Таким образом, концепт CAR по-разному репрезентируется переводчиками: в переводе Е. Калашниковой сохранена когнитивно-пропозициональная структура концепта и, следовательно, адекватно передано авторское представление о том, что автомобиль – предмет национальной и личной гордости, признак благосостояния, жизненное пространство и носитель смерти. В переводе Н. Лаврова КПС концепта CAR упрощена, авторская прагматика в ней репрезентируется в объектной и частично атрибутивной позициях. В репрезентации субъектной и атрибутивной позиций КПС проявляется индивидуальное представление переводчика о концептуализированной реалии.

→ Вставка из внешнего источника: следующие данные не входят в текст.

use std::fs::OpenOptions;
use std::io::Write;
use std::path::{Path, PathBuf};

/// Persistent text log of control decisions, kept next to the workflow files
/// so that it survives the scheduler's own log rotation.
pub struct ActivityLog {
    path: PathBuf,
}

impl ActivityLog {
    pub fn new(path: PathBuf) -> Self {
        Self { path }
    }

    pub fn path(&self) -> &Path {
        &self.path
    }

    pub fn record(&self, message: &str) -> crate::Result<()> {
        if let Some(parent) = self.path.parent() {
            std::fs::create_dir_all(parent)?;
        }
        let mut file = OpenOptions::new()
            .create(true)
            .append(true)
            .open(&self.path)?;
        let timestamp = chrono::Local::now().format("%Y-%m-%d %H:%M:%S");
        for line in message.lines() {
            writeln!(file, "[{timestamp}] {line}")?;
        }
        Ok(())
    }

    /// Records a message and mirrors it into the process log.
    /// Failing to write the activity log must not change the outcome of the caller.
    pub fn record_or_warn(&self, message: &str) {
        if let Err(error) = self.record(message) {
            log::warn!(
                "Cannot write to activity log {}: {error}",
                self.path.display()
            );
        }
    }
}

#[cfg(test)]
mod tests {
    use super::ActivityLog;
    use tempfile::TempDir;

    #[test]
    fn test_record_appends_lines() {
        let dir = TempDir::new().unwrap();
        let log = ActivityLog::new(dir.path().join("logs/post_script.log"));
        log.record("first").unwrap();
        log.record("second\nthird").unwrap();

        let content = std::fs::read_to_string(log.path()).unwrap();
        let lines: Vec<&str> = content.lines().collect();
        assert_eq!(lines.len(), 3);
        assert!(lines[0].starts_with('[') && lines[0].ends_with("] first"));
        assert!(lines[2].ends_with("] third"));
    }
}
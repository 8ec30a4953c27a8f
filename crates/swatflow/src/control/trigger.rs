use crate::scheduler::BatchScheduler;
use crate::workflow::dag::{remove_files, stale_dag_files};
use crate::workflow::signal::ContinueDecision;
use crate::workflow::state::WorkflowState;

#[derive(Debug, Clone, PartialEq)]
pub enum TriggerOutcome {
    /// The workflow was submitted again and the signal file was consumed
    Resubmitted { cluster_id: Option<String> },
    /// No continuation was requested
    Finished { signal_removed: bool },
    /// Continuation was requested but could not be performed, the signal file is retained
    Failed { reason: String },
}

impl TriggerOutcome {
    pub fn is_failure(&self) -> bool {
        matches!(self, TriggerOutcome::Failed { .. })
    }
}

/// Decides whether the workflow continues after a finished stage and, if so,
/// resubmits the top-level DAG.
///
/// Failures are not returned as errors. They are written to the activity log and
/// reported through [`TriggerOutcome::Failed`], because the caller usually runs as a
/// DAGMan POST script whose exit code would otherwise mark the stage as failed.
pub async fn run_trigger(state: &WorkflowState, scheduler: &dyn BatchScheduler) -> TriggerOutcome {
    let activity = state.activity_log();
    let signal = state.signal_file();

    let fail = |reason: String| {
        log::error!("{reason}");
        activity.record_or_warn(&format!("ERROR: {reason}"));
        TriggerOutcome::Failed { reason }
    };

    let decision = match signal.read_decision() {
        Ok(decision) => decision,
        Err(error) => {
            return fail(format!(
                "Cannot read signal file {}: {error}",
                signal.path().display()
            ));
        }
    };

    if decision == ContinueDecision::Stop {
        log::info!("No continuation requested, the workflow is finished");
        activity.record_or_warn("Signal file does not request continuation, workflow finished");
        let mut signal_removed = false;
        if state.config().workflow.remove_signal_on_stop {
            match signal.remove() {
                Ok(removed) => signal_removed = removed,
                Err(error) => log::warn!(
                    "Cannot remove signal file {}: {error}",
                    signal.path().display()
                ),
            }
        }
        return TriggerOutcome::Finished { signal_removed };
    }

    let dag_file = state.dag_file();
    log::info!("Continuation requested, resubmitting {}", dag_file.display());
    activity.record_or_warn(&format!(
        "Continuation requested, resubmitting {}",
        dag_file.display()
    ));

    let removed = match stale_dag_files(&dag_file).and_then(remove_files) {
        Ok(removed) => removed,
        Err(error) => return fail(format!("Cannot remove stale DAG files: {error}")),
    };
    if !removed.is_empty() {
        log::info!("Removed {} stale DAG file(s)", removed.len());
    }

    let output = match scheduler.submit_dag(&dag_file, true).await {
        Ok(output) => output,
        Err(error) => return fail(format!("Resubmission could not be started: {error:?}")),
    };
    if !output.success() {
        return fail(format!(
            "Resubmission failed with exit code {}, keeping signal file {}\nStderr: {}\nStdout: {}",
            output.exit_code,
            signal.path().display(),
            output.stderr,
            output.stdout
        ));
    }

    if let Err(error) = signal.remove() {
        log::warn!(
            "Cannot remove signal file {}: {error}",
            signal.path().display()
        );
    }
    let message = match &output.cluster_id {
        Some(cluster_id) => format!("Resubmission succeeded (cluster {cluster_id})"),
        None => "Resubmission succeeded".to_string(),
    };
    log::info!("{message}");
    activity.record_or_warn(&message);

    TriggerOutcome::Resubmitted {
        cluster_id: output.cluster_id,
    }
}
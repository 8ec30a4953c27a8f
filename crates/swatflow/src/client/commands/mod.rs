pub mod controller;
pub mod reset;
pub mod trigger;
pub mod worker;
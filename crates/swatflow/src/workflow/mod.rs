//! Files persisted between process invocations of a workflow.
//!
//! Each command of the workflow runs as a separate process started by the scheduler,
//! so all shared state lives in plain files inside the workflow directory.

pub mod activity;
pub mod counter;
pub mod dag;
pub mod results;
pub mod signal;
pub mod state;
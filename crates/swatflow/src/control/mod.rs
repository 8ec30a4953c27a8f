//! Control-flow steps of the iterative workflow, executed on the submission host.

pub mod generation;
pub mod reset;
pub mod trigger;
use std::io::ErrorKind;
use std::path::{Path, PathBuf};

use rand::Rng;

use crate::common::error::SwatflowError;
use crate::common::utils::fs::create_symlink;
use crate::workflow::dag::{DagNode, render_dag};
use crate::workflow::results::ResultRow;
use crate::workflow::signal::ContinueDecision;
use crate::workflow::state::WorkflowState;

const PARAMS_FILE: &str = "params.txt";
const EFFICIENCY_FILE: &str = "efficiency.txt";
const PARAM_RANGE: std::ops::RangeInclusive<u32> = 1..=100;

pub struct PreparedGeneration {
    pub generation: u32,
    pub sub_dag: PathBuf,
    pub run_dirs: Vec<PathBuf>,
}

pub struct CheckedGeneration {
    pub generation: u32,
    pub rows: Vec<ResultRow>,
    pub decision: ContinueDecision,
}

fn node_name(run_id: u32) -> String {
    format!("run_{run_id}")
}

/// Creates run directories with sampled parameters and a sub-DAG for the next
/// generation, then advances the iteration counter.
///
/// A missing or corrupted counter starts the workflow from the first generation.
pub fn prepare_generation<R: Rng>(
    state: &WorkflowState,
    rng: &mut R,
) -> crate::Result<PreparedGeneration> {
    let workflow = &state.config().workflow;
    let counter = state.counter();
    let current = match counter.read() {
        Ok(generation) => generation.unwrap_or(0),
        Err(SwatflowError::StateError(message)) => {
            log::warn!("{message}, starting from generation 0");
            0
        }
        Err(error) => return Err(error),
    };
    let generation = current.checked_add(1).ok_or_else(|| {
        SwatflowError::StateError(format!(
            "Iteration counter {} cannot be advanced past {current}",
            counter.path().display()
        ))
    })?;
    log::info!("Preparing generation {generation}");

    let mut nodes = Vec::with_capacity(workflow.jobs_per_iteration as usize);
    let mut run_dirs = Vec::with_capacity(workflow.jobs_per_iteration as usize);
    for run_id in 0..workflow.jobs_per_iteration {
        let run_dir = state.run_dir(generation, run_id);
        std::fs::create_dir_all(&run_dir)?;
        let first = rng.random_range(PARAM_RANGE);
        let second = rng.random_range(PARAM_RANGE);
        std::fs::write(run_dir.join(PARAMS_FILE), format!("{first}\n{second}\n"))?;

        let entry = state.run_dir_entry(generation, run_id);
        let name = node_name(run_id);
        nodes.push(DagNode {
            name: name.clone(),
            submit_file: workflow.worker_submit_file.clone(),
            vars: vec![
                (
                    "ParamFile",
                    entry.join(PARAMS_FILE).to_string_lossy().to_string(),
                ),
                ("RunDir", entry.to_string_lossy().to_string()),
                ("GenNum", generation.to_string()),
                ("NodeName", name),
            ],
        });
        run_dirs.push(run_dir);
    }

    let sub_dag = state.sub_dag_file(generation);
    std::fs::write(&sub_dag, render_dag(&nodes))?;
    // Relative target, so the link survives moving the workflow directory
    create_symlink(
        &state.current_sub_dag_link(),
        Path::new(&state.sub_dag_name(generation)),
    )?;
    counter.write(generation)?;

    log::info!(
        "Generated {} parameter file(s) and sub-DAG {}",
        run_dirs.len(),
        sub_dag.display()
    );
    Ok(PreparedGeneration {
        generation,
        sub_dag,
        run_dirs,
    })
}

fn read_efficiency(path: &Path) -> crate::Result<Option<String>> {
    match std::fs::read_to_string(path) {
        Ok(content) => Ok(Some(content.trim().to_string())),
        Err(error) if error.kind() == ErrorKind::NotFound => Ok(None),
        Err(error) => Err(error.into()),
    }
}

/// Appends the results of the generation that just finished and writes the signal
/// file that tells the trigger whether another generation should be submitted.
pub fn check_generation(state: &WorkflowState) -> crate::Result<CheckedGeneration> {
    let workflow = &state.config().workflow;
    let counter = state.counter();
    let generation = match counter.read()? {
        None => {
            return Err(SwatflowError::StateError(format!(
                "{} not found, cannot determine the finished generation",
                counter.path().display()
            )));
        }
        Some(0) => {
            return Err(SwatflowError::StateError(
                "Iteration counter is 0, no generation has been prepared".to_string(),
            ));
        }
        Some(generation) => generation,
    };

    log::info!("Gathering results of generation {generation}");
    let mut rows = Vec::with_capacity(workflow.jobs_per_iteration as usize);
    for run_id in 0..workflow.jobs_per_iteration {
        let path = state.run_dir(generation, run_id).join(EFFICIENCY_FILE);
        let efficiency = read_efficiency(&path)?;
        match &efficiency {
            Some(value) => log::info!("Generation {generation}, run {run_id}: efficiency {value}"),
            None => log::warn!("Result file {} not found", path.display()),
        }
        rows.push(ResultRow {
            generation,
            run_id,
            efficiency,
        });
    }
    state.results().append(&rows)?;

    let decision = if generation < workflow.max_iterations {
        log::info!(
            "Generation {generation} is below the limit of {} generations, continuing",
            workflow.max_iterations
        );
        ContinueDecision::Continue
    } else {
        log::info!("Reached generation {generation}, stopping");
        ContinueDecision::Stop
    };
    state.signal_file().write(decision)?;

    Ok(CheckedGeneration {
        generation,
        rows,
        decision,
    })
}
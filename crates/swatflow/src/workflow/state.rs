use std::path::{Path, PathBuf};

use crate::common::config::SwatflowConfig;
use crate::common::utils::fs::resolve_path;
use crate::workflow::activity::ActivityLog;
use crate::workflow::counter::IterationCounter;
use crate::workflow::results::ResultsFile;
use crate::workflow::signal::SignalFile;

/// Handle to the persisted state of a workflow rooted in a directory.
pub struct WorkflowState {
    root: PathBuf,
    config: SwatflowConfig,
}

impl WorkflowState {
    pub fn new(root: PathBuf, config: SwatflowConfig) -> Self {
        Self { root, config }
    }

    pub fn root(&self) -> &Path {
        &self.root
    }

    pub fn config(&self) -> &SwatflowConfig {
        &self.config
    }

    pub fn config_mut(&mut self) -> &mut SwatflowConfig {
        &mut self.config
    }

    /// Resolves a configured path against the workflow directory.
    pub fn path<P: AsRef<Path>>(&self, path: P) -> PathBuf {
        resolve_path(&self.root, path.as_ref())
    }

    pub fn dag_file(&self) -> PathBuf {
        self.path(&self.config.workflow.dag_file)
    }

    pub fn signal_file(&self) -> SignalFile {
        SignalFile::new(
            self.path(&self.config.workflow.signal_file),
            self.config.workflow.continue_token.clone(),
        )
    }

    pub fn counter(&self) -> IterationCounter {
        IterationCounter::new(self.path(&self.config.workflow.state_file))
    }

    pub fn results(&self) -> ResultsFile {
        ResultsFile::new(self.path(&self.config.workflow.results_file))
    }

    pub fn activity_log(&self) -> ActivityLog {
        ActivityLog::new(self.path(&self.config.workflow.activity_log))
    }

    pub fn runs_dir(&self) -> PathBuf {
        self.path(&self.config.workflow.runs_dir)
    }

    pub fn log_dir(&self) -> PathBuf {
        self.path(&self.config.workflow.log_dir)
    }

    /// Directory of a single run as it is written into the sub-DAG,
    /// i.e. relative to the workflow directory unless `runs_dir` is absolute.
    pub fn run_dir_entry(&self, generation: u32, run_id: u32) -> PathBuf {
        self.config
            .workflow
            .runs_dir
            .join(format!("gen_{generation}"))
            .join(format!("run_{run_id}"))
    }

    pub fn run_dir(&self, generation: u32, run_id: u32) -> PathBuf {
        self.path(self.run_dir_entry(generation, run_id))
    }

    pub fn sub_dag_name(&self, generation: u32) -> String {
        format!("{}_gen_{generation}.dag", self.config.workflow.sub_dag_prefix)
    }

    pub fn sub_dag_file(&self, generation: u32) -> PathBuf {
        self.root.join(self.sub_dag_name(generation))
    }

    pub fn current_sub_dag_link(&self) -> PathBuf {
        self.root
            .join(format!("{}_current.dag", self.config.workflow.sub_dag_prefix))
    }
}
macro_rules! create_swatflow_env {
    ($name: literal) => {
        concat!("SWATFLOW_", $name)
    };
}

/// Known environment variables
pub const SWATFLOW_DIR: &str = create_swatflow_env!("DIR");
pub const SWATFLOW_CONFIG: &str = create_swatflow_env!("CONFIG");
pub const SWATFLOW_DEBUG: &str = create_swatflow_env!("DEBUG");

/// Used to find out the user whose jobs should be removed from the scheduler queue.
pub const USER_ENV: &str = "USER";
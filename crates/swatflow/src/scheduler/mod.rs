use std::future::Future;
use std::path::Path;
use std::pin::Pin;

pub mod common;
pub mod condor;

pub type SchedulerResult<T> = anyhow::Result<T>;

/// Result of a workflow submission.
/// A non-zero exit code is not an error, callers decide what to do with it.
#[derive(Debug, Clone)]
pub struct SubmitOutput {
    pub exit_code: i32,
    /// Cluster id reported by the scheduler, if it could be found in its output.
    pub cluster_id: Option<String>,
    pub stdout: String,
    pub stderr: String,
}

impl SubmitOutput {
    pub fn success(&self) -> bool {
        self.exit_code == 0
    }
}

/// Handler that drives an external batch scheduler through its command-line tools.
pub trait BatchScheduler {
    /// Submits a DAG workflow. With `force`, previously generated submission files
    /// are overwritten.
    fn submit_dag(
        &self,
        dag_file: &Path,
        force: bool,
    ) -> Pin<Box<dyn Future<Output = SchedulerResult<SubmitOutput>>>>;

    /// Removes all queued and running jobs of `user`.
    fn remove_user_jobs(&self, user: &str) -> Pin<Box<dyn Future<Output = SchedulerResult<()>>>>;
}
pub mod cli;
pub mod config;
pub mod env;
pub mod error;
pub mod setup;
pub mod utils;
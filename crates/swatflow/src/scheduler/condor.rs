use std::future::Future;
use std::path::Path;
use std::pin::Pin;

use anyhow::Context;
use bstr::ByteSlice;

use crate::common::config::SchedulerConfig;
use crate::common::env::USER_ENV;
use crate::scheduler::common::{check_command_output, exit_code, run_program};
use crate::scheduler::{BatchScheduler, SchedulerResult, SubmitOutput};

/// Drives HTCondor through `condor_submit_dag` and `condor_rm`.
pub struct CondorScheduler {
    submit_dag_program: String,
    remove_program: String,
}

impl CondorScheduler {
    pub fn new(config: &SchedulerConfig) -> Self {
        Self {
            submit_dag_program: config.submit_dag_program.clone(),
            remove_program: config.remove_program.clone(),
        }
    }
}

impl BatchScheduler for CondorScheduler {
    fn submit_dag(
        &self,
        dag_file: &Path,
        force: bool,
    ) -> Pin<Box<dyn Future<Output = SchedulerResult<SubmitOutput>>>> {
        let program = self.submit_dag_program.clone();
        let dag_file = dag_file.to_path_buf();

        Box::pin(async move {
            // DAGMan writes its files next to the DAG, so it is submitted from the DAG directory
            let workdir = match dag_file.parent() {
                Some(parent) if !parent.as_os_str().is_empty() => parent.to_path_buf(),
                _ => std::env::current_dir()?,
            };
            let dag_name = dag_file
                .file_name()
                .map(|name| name.to_string_lossy().to_string())
                .ok_or_else(|| anyhow::anyhow!("Invalid DAG path {}", dag_file.display()))?;

            let mut args = vec![];
            if force {
                args.push("-f");
            }
            args.push(dag_name.as_str());

            let output = run_program(&program, &args, &workdir).await?;
            let stdout = output.stdout.to_str_lossy().trim().to_string();
            let stderr = output.stderr.to_str_lossy().trim().to_string();
            log::debug!("{program} output: {stdout}");

            Ok(SubmitOutput {
                exit_code: exit_code(&output),
                cluster_id: parse_cluster_id(&stdout),
                stdout,
                stderr,
            })
        })
    }

    fn remove_user_jobs(&self, user: &str) -> Pin<Box<dyn Future<Output = SchedulerResult<()>>>> {
        let program = self.remove_program.clone();
        let user = user.to_string();

        Box::pin(async move {
            let workdir = std::env::current_dir()?;
            let output = run_program(&program, &[user.as_str()], &workdir).await?;
            check_command_output(output).with_context(|| format!("{program} execution failed"))?;
            Ok(())
        })
    }
}

/// Finds the cluster id in the output of `condor_submit`/`condor_submit_dag`,
/// e.g. `1 job(s) submitted to cluster 4251.`
pub fn parse_cluster_id(output: &str) -> Option<String> {
    output
        .lines()
        .map(|line| line.trim())
        .find_map(|line| line.split_once("submitted to cluster "))
        .map(|(_, rest)| rest.trim_end_matches('.').trim().to_string())
        .filter(|id| !id.is_empty() && id.chars().all(|c| c.is_ascii_digit()))
}

/// Returns the user whose jobs are managed by this workflow.
pub fn current_user(configured: Option<&str>) -> anyhow::Result<String> {
    if let Some(user) = configured {
        return Ok(user.to_string());
    }
    match nix::unistd::User::from_uid(nix::unistd::getuid()) {
        Ok(Some(user)) => return Ok(user.name),
        Ok(None) => {}
        Err(error) => log::debug!("Cannot look up the current user: {error}"),
    }
    std::env::var(USER_ENV).context("Cannot determine the current user")
}
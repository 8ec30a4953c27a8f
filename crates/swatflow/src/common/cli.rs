use std::path::PathBuf;

use clap::Parser;
use clap_complete::Shell;

use crate::client::commands::controller::ControllerOpts;
use crate::client::commands::reset::ResetOpts;
use crate::client::commands::trigger::TriggerOpts;
use crate::client::commands::worker::WorkerOpts;

// Common CLI options
#[derive(Parser)]
pub struct CommonOpts {
    /// Directory with the workflow files (DAG, signal file, iteration counter, ...)
    #[arg(
        long,
        value_hint = clap::ValueHint::DirPath,
        global = true,
        env = crate::common::env::SWATFLOW_DIR,
        help_heading("GLOBAL OPTIONS"),
        hide_short_help(true)
    )]
    pub workflow_dir: Option<PathBuf>,

    /// Path to the configuration file.
    /// Default: `swatflow.toml` in the workflow directory, if it exists
    #[arg(
        long,
        value_hint = clap::ValueHint::FilePath,
        global = true,
        env = crate::common::env::SWATFLOW_CONFIG,
        help_heading("GLOBAL OPTIONS"),
        hide_short_help(true)
    )]
    pub config: Option<PathBuf>,

    /// Enables more detailed log output
    #[arg(
        long,
        env = crate::common::env::SWATFLOW_DEBUG,
        global = true,
        help_heading("GLOBAL OPTIONS"),
        hide_short_help(true)
    )]
    pub debug: bool,
}

// Root CLI options
#[derive(Parser)]
#[command(
    author,
    about,
    version(crate::SWATFLOW_VERSION),
    disable_help_subcommand(true),
    help_expected(true)
)]
pub struct RootOptions {
    #[clap(flatten)]
    pub common: CommonOpts,

    #[clap(subcommand)]
    pub subcmd: SubCommand,
}

#[derive(Parser)]
pub enum SubCommand {
    /// Extract inputs, run the model and check its outputs (runs inside a worker job)
    Worker(WorkerOpts),
    /// Resubmit the workflow if the signal file requests another iteration
    /// (runs as a DAG POST script)
    Trigger(TriggerOpts),
    /// Remove jobs and artifacts of previous runs and submit the workflow again
    Reset(ResetOpts),
    /// Steps of the iteration controller
    Controller(ControllerOpts),
    /// Generate shell completion script
    GenerateCompletion(GenerateCompletionOpts),
}

#[derive(Parser)]
pub struct GenerateCompletionOpts {
    /// Shell flavour for which the completion script should be generated
    #[arg(value_enum)]
    pub shell: Shell,
}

3.2.3. Репрезентация концепта MONEY / ДЕНЬГИ

Константа русского национального характера, составляющая одну из самых отчетливых духовных границ русской культуры, содержится в «нестяжательном» отношении к деньгам [143, 580]. Существование в русском языке уменьшительных форм денежки, деньжата, деньжишки, деньжонки (например, Завелись деньжонки; Плакали мои денежки) указывает на эмоционально-ироническое отношение к деньгам в русской лингвокультуре. В словарях существительное деньги определяется как 1) металлические и бумажные знаки (в докапиталистических формациях – особые товары), являющиеся мерой стоимости при купле-продаже, средством платежей и предметом накопления; 2) капитал, средства [225, 128]. Наиболее частотные сочетания с этим словом: большие, сумасшедшие, бешеные деньги; не при деньгах, полтинник – не деньги; время – деньги; делать деньги из воздуха и под. показывают, что в русскоязычном сознании концепт ДЕНЬГИ персонифицируется и кодирует не только финансовое средство, но и объект желаний, критерий оценки окружающих.

В переводе Е. Калашниковой концепт представлен КПС, состоящей из следующих позиций: субъект – объект – атрибут, т. е. не переданы позиции предиката и образа действия подлинника. Субъект деньги встречается в следующих контекстах: вот откуда у него столько денег; эти деньги уже у них в кармане; очень нужны деньги; спешно понадобились деньги; деньги звенели в этом голосе. С одной стороны, ДЕНЬГИ в данной позиции репрезентируются как предмет острой необходимости, происхождение которого вызывает интерес, с другой стороны, как свойство, придающее уникальность голосу любимой женщины.